Born and raised in California, Rosemary R. Corbett
became a New York City transplant in 2003, upon beginning a doctoral program in North American religions at Columbia University. Almost twenty years and five degrees and certificates later, Rosemary is still in the city--although she did commute to Boston for two years for a Mellon Postdoctoral Fellowship at the Center for the Humanities at Tufts University (2010-2012). Having served also as an American Fellow with the American Association of University Women, a Mellon Graduate Fellow at the Institute for Social and Economic Research and Policy, a Young Scholar in American Religion with the Center for Religion and American Culture, a Research Fellow with the Institute for Religion, Culture, and Public Life, and having taught humanities classes (religious studies, philosophy, gender studies, and American studies) for Columbia, New York, and Tufts universities over the last decade (as well as a summer program in the Middle East), she now occupies a position that brings her more fulfilling engagement than any other experience in her career thus far: teaching humanities classes in men's maximum security facilities for the Bard Prison Initiative--one of the only prison education programs in the country to award college degrees.

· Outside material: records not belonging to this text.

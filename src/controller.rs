//! Environment controller: owns the room, the materials and the source graph.
//!
//! Everything that talks to the spatializer or the scene goes through here.
//! The controller is single-owner; [`ShoeboxEngine`](crate::ShoeboxEngine)
//! serializes access to it.

use std::sync::Arc;

use glam::Vec3;
use shoebox_core::{
    Alignment, AnchorId, Catalog, FloorChange, FloorTracker, ListenerState, MaterialAssignment,
    MaterialId, PlaneExtent, Pose, RoomFit, RoomGeometry, SceneSink, ShoeboxRoom, SourceId,
    Spatializer, SurfaceBuilder, SurfaceName,
};
use shoebox_graph::{AudioProducer, InputBus, Recorder, RouteChange, SourceGraph, SourceSpec};
use tracing::{debug, info, warn};

use crate::config::EnvironmentConfig;
use crate::error::{Error, Result};
use crate::fsm::{
    EnvironmentEvent, EnvironmentFsm, EnvironmentMode, Rejection, RoomState, TransitionResult,
};

/// Room fitted off the owner thread, tagged with what it was fitted from.
#[derive(Debug, Clone, Copy, PartialEq)]
pub struct PreparedFit {
    pub extent: PlaneExtent,
    pub height: f32,
    pub room: ShoeboxRoom,
}

impl PreparedFit {
    pub fn new(fit: &RoomFit, extent: PlaneExtent, height: f32) -> Self {
        Self {
            extent,
            height,
            room: fit.fit(&extent, height),
        }
    }
}

/// What a floor event did to the room.
#[derive(Debug, Clone, Copy, PartialEq, Eq)]
pub enum RoomUpdate {
    /// The event did not touch the floor.
    Unchanged,
    /// A new room was pushed to the spatializer.
    Pushed,
    /// Locked or busy: the previous room was kept.
    Held,
    /// The new fit was within the refit threshold.
    BelowThreshold,
    /// No floor to fit against.
    NoFloor,
}

fn reject(rejection: Rejection) -> Error {
    warn!("Rejected: {}", rejection);
    rejection.into()
}

pub struct EnvironmentController {
    config: EnvironmentConfig,
    catalog: Arc<Catalog>,
    spatializer: Box<dyn Spatializer>,
    scene: Box<dyn SceneSink>,
    graph: SourceGraph,
    materials: MaterialAssignment,
    floors: FloorTracker,
    fsm: EnvironmentFsm,
    fit: RoomFit,

    room: Option<ShoeboxRoom>,
    geometry: Option<RoomGeometry>,
    /// Committed room height.
    height: f32,
    /// Height under the listener's gaze while measuring.
    candidate_height: Option<f32>,
    listener: ListenerState,
    /// Whether the spatializer is in shoebox (not free-field) mode.
    shoebox_active: bool,
    lost: bool,
}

ROSEMARY'S publications to date include one monograph, one edited volume, and numerous articles and book chapters on subjects ranging from the pressures on Muslim Americans to act as certain kinds of "moderates" to the promise and perils of American-led international humanitarianism. Her work can be found in American Quarterly, Religion, Journal of the American Academy of Religion, Religion and American Culture, Journal of Feminist Studies in Religion, Islamic Law & Culture, and Comparative Islamic Studies, as well as in the Oxford Online Encyclopedias for Islamic Studies and American Religion. (A more comprehensive list is available on her CV.)
IN addition to writing and teaching, Rosemary serves on the board of directors of a few nonprofit organizations, among them the Center for Constitutional Rights (an advocacy and justice organization that, in her experience, is among the most tenacious in fighting for the rights of marginalized groups and communities, including those often denied basic protections--immigrants and the incarcerated).